Because it's based on a Raymond Chandler novel,
Murder, My Sweet is inevitably subject to comparisons with another Chandler-based film noir,
The Big Sleep (Howard Hawks, 1946). Which is unfortunate, because Edward Dmytryk was no Hawks, and Dick Powell and Anne Shirley were certainly not Humphrey Bogart and Lauren Bacall. But then who is?

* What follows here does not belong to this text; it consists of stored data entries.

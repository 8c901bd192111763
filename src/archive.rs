//! Reproducible release zips
//!
//! Entries are written in sorted traversal order with pinned timestamps and
//! normalized permissions, so the same tree always produces the same bytes.

use crate::error::{Error, Result};
use crate::output;
use std::fs::File;
use std::io::{BufWriter, Write};
use std::path::{Component, Path};
use walkdir::WalkDir;
use zip::write::SimpleFileOptions;
use zip::{CompressionMethod, DateTime, ZipWriter};

/// Summary of a written archive.
#[derive(Debug, Clone, PartialEq, Eq)]
pub struct ArchiveSummary {
    pub files: usize,
    pub bytes: u64,
}

/// Zip every regular file under `source_dir` into `zip_path`.
///
/// Symlinks to files are followed and stored as plain entries. Symlinks to
/// directories and dangling links are skipped with a warning.
///
/// Entry names are relative to the parent of `source_dir`, so the archive's
/// single root is `source_dir`'s own name. The file is finished, synced and
/// closed before returning. On error the partial file is removed.
pub fn create_zip(source_dir: &Path, zip_path: &Path) -> Result<ArchiveSummary> {
    let result = write_zip(source_dir, zip_path);
    if result.is_err() {
        let _ = std::fs::remove_file(zip_path);
    }
    result
}

fn write_zip(source_dir: &Path, zip_path: &Path) -> Result<ArchiveSummary> {
    let base = source_dir.parent().unwrap_or(Path::new(""));
    let file = File::create(zip_path).map_err(Error::io("cannot create", zip_path))?;
    let mut zip = ZipWriter::new(BufWriter::new(file));

    let mut files = 0usize;
    for entry in WalkDir::new(source_dir).sort_by_file_name() {
        let entry = entry.map_err(|e| Error::Io {
            context: format!("cannot walk {}", source_dir.display()),
            source: e.into(),
        })?;
        let path = entry.path();
        if entry.path_is_symlink() {
            // Linked files are stored by content; anything else is left out.
            if !std::fs::metadata(path).is_ok_and(|m| m.is_file()) {
                output::warning(&format!("skipping symlink: {}", path.display()));
                continue;
            }
        } else if !entry.file_type().is_file() {
            continue;
        }

        let rel = path.strip_prefix(base).unwrap_or(path);
        zip.start_file(entry_name(rel), file_options(path)?)?;
        let mut src = File::open(path).map_err(Error::io("cannot open", path))?;
        std::io::copy(&mut src, &mut zip).map_err(Error::io("cannot compress", path))?;
        files += 1;
    }

    let mut writer = zip.finish()?;
    writer.flush().map_err(Error::io("cannot flush", zip_path))?;
    let file = writer
        .into_inner()
        .map_err(|e| Error::io("cannot flush", zip_path)(e.into_error()))?;
    file.sync_all().map_err(Error::io("cannot sync", zip_path))?;
    let bytes = file
        .metadata()
        .map_err(Error::io("cannot stat", zip_path))?
        .len();
    drop(file);

    Ok(ArchiveSummary { files, bytes })
}

/// Zip entry name for a relative path: normal components joined with `/`.
pub fn entry_name(rel: &Path) -> String {
    rel.components()
        .filter_map(|c| match c {
            Component::Normal(s) => Some(s.to_string_lossy()),
            _ => None,
        })
        .collect::<Vec<_>>()
        .join("/")
}

fn file_options(path: &Path) -> Result<SimpleFileOptions> {
    Ok(SimpleFileOptions::default()
        .compression_method(CompressionMethod::Deflated)
        .last_modified_time(DateTime::default())
        .unix_permissions(normalized_mode(path)?))
}

#[cfg(unix)]
fn normalized_mode(path: &Path) -> Result<u32> {
    use std::os::unix::fs::PermissionsExt;
    let mode = std::fs::metadata(path)
        .map_err(Error::io("cannot stat", path))?
        .permissions()
        .mode();
    Ok(if mode & 0o111 != 0 { 0o755 } else { 0o644 })
}

#[cfg(not(unix))]
fn normalized_mode(_path: &Path) -> Result<u32> {
    Ok(0o644)
}

#[cfg(test)]
mod tests {
    use super::*;
    use std::io::Read;
    use tempfile::tempdir;

    fn sample_tree(root: &Path) -> std::path::PathBuf {
        let tree = root.join("esp32");
        std::fs::create_dir_all(tree.join("variants/bpad_proto1")).unwrap();
        std::fs::create_dir_all(tree.join("empty")).unwrap();
        std::fs::write(tree.join("platform.txt"), "name=bpad").unwrap();
        std::fs::write(tree.join("boards.txt"), "bpad.name=bpad").unwrap();
        std::fs::write(tree.join("variants/bpad_proto1/pins_arduino.h"), "#pragma once").unwrap();
        tree
    }

    #[test]
    fn test_entry_names_anchor_at_tree_name() {
        let temp = tempdir().unwrap();
        let tree = sample_tree(temp.path());
        let zip_path = temp.path().join("out.zip");

        let summary = create_zip(&tree, &zip_path).unwrap();
        assert_eq!(summary.files, 3);
        assert_eq!(summary.bytes, std::fs::metadata(&zip_path).unwrap().len());

        let mut archive = zip::ZipArchive::new(File::open(&zip_path).unwrap()).unwrap();
        let names: Vec<String> = (0..archive.len())
            .map(|i| archive.by_index(i).unwrap().name().to_string())
            .collect();
        // sorted traversal; only regular files
        assert_eq!(
            names,
            vec![
                "esp32/boards.txt",
                "esp32/platform.txt",
                "esp32/variants/bpad_proto1/pins_arduino.h",
            ]
        );
    }

    #[test]
    fn test_entries_are_deflated_and_readable() {
        let temp = tempdir().unwrap();
        let tree = sample_tree(temp.path());
        let zip_path = temp.path().join("out.zip");
        create_zip(&tree, &zip_path).unwrap();

        let mut archive = zip::ZipArchive::new(File::open(&zip_path).unwrap()).unwrap();
        let mut entry = archive.by_name("esp32/platform.txt").unwrap();
        assert_eq!(entry.compression(), CompressionMethod::Deflated);
        let mut text = String::new();
        entry.read_to_string(&mut text).unwrap();
        assert_eq!(text, "name=bpad");
    }

    #[cfg(unix)]
    #[test]
    fn test_file_symlinks_are_stored_by_content() {
        let temp = tempdir().unwrap();
        let tree = sample_tree(temp.path());
        std::os::unix::fs::symlink("platform.txt", tree.join("linked.txt")).unwrap();
        std::os::unix::fs::symlink("variants", tree.join("linked_dir")).unwrap();
        std::os::unix::fs::symlink("gone.txt", tree.join("dangling.txt")).unwrap();
        let zip_path = temp.path().join("out.zip");

        let summary = create_zip(&tree, &zip_path).unwrap();
        assert_eq!(summary.files, 4);

        let mut archive = zip::ZipArchive::new(File::open(&zip_path).unwrap()).unwrap();
        assert!(archive.by_name("esp32/dangling.txt").is_err());
        assert!(archive.by_name("esp32/linked_dir/bpad_proto1/pins_arduino.h").is_err());
        let mut entry = archive.by_name("esp32/linked.txt").unwrap();
        let mut text = String::new();
        entry.read_to_string(&mut text).unwrap();
        assert_eq!(text, "name=bpad");
    }

    #[test]
    fn test_missing_source_removes_partial_zip() {
        let temp = tempdir().unwrap();
        let zip_path = temp.path().join("out.zip");

        assert!(create_zip(&temp.path().join("nope"), &zip_path).is_err());
        assert!(!zip_path.exists());
    }

    #[test]
    fn test_entry_name_uses_forward_slashes() {
        let rel = Path::new("esp32").join("variants").join("x.h");
        assert_eq!(entry_name(&rel), "esp32/variants/x.h");
    }
}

Murder, My Sweet is good stuff anyway: a steady-moving, entertainingly complicated film noir. And though Dick Powell, the first actor to play Philip Marlowe on screen, doesn't eclipse Bogart's version, he holds his own well alongside other Marlowe incarnations like James Garner, Elliott Gould, and Robert Mitchum. Powell had just turned 40 when
Murder, My Sweet was released, and had lost the baby face that made him a star in Busby Berkeley musicals and in comedies like
Christmas in July (Preston Sturges, 1940). (It's said that RKO changed the title of the film from that of Chandler's novel,
Farewell, My Lovely, because it was afraid that people would think it was a musical.) Powell looks a little slight to take as many sappings as he does in the film -- usually accompanied by the voiceover, "A black pool opened at my feet. I dived in. It had no bottom." But he handles the tough-guy lines in John Paxton's screenplay well, and there are plenty of good ones like "She was a gal who would take a drink, if she had to knock you down to get the bottle." Or: "My throat felt sore, but the fingers feeling it didn't feel anything. They were just a bunch of bananas that looked like fingers." As usual, we don't know who's good or who's bad for a while, but they're almost all pretty bad, especially Claire Trevor as Helen Grayle, whose former identity as Velma Valento, whom Marlowe is initially hired to locate by Moose Malloy (Mike Mazurki), is what ties together all the various plots and subplots about jade necklaces and the like. This was the last film for Anne Shirley, who married the producer of
Murder, My Sweet, Adrian Scott, and retired. Scott later became one of the Hollywood Ten who refused to testify before the House Un-American Activities Committee and was blacklisted. Dmytryk was also one of the Ten, but after his initial refusal to testify, he changed his mind, and gave the unverifiable testimony that Scott and the others had put pressure on him to insert communist propaganda into his films.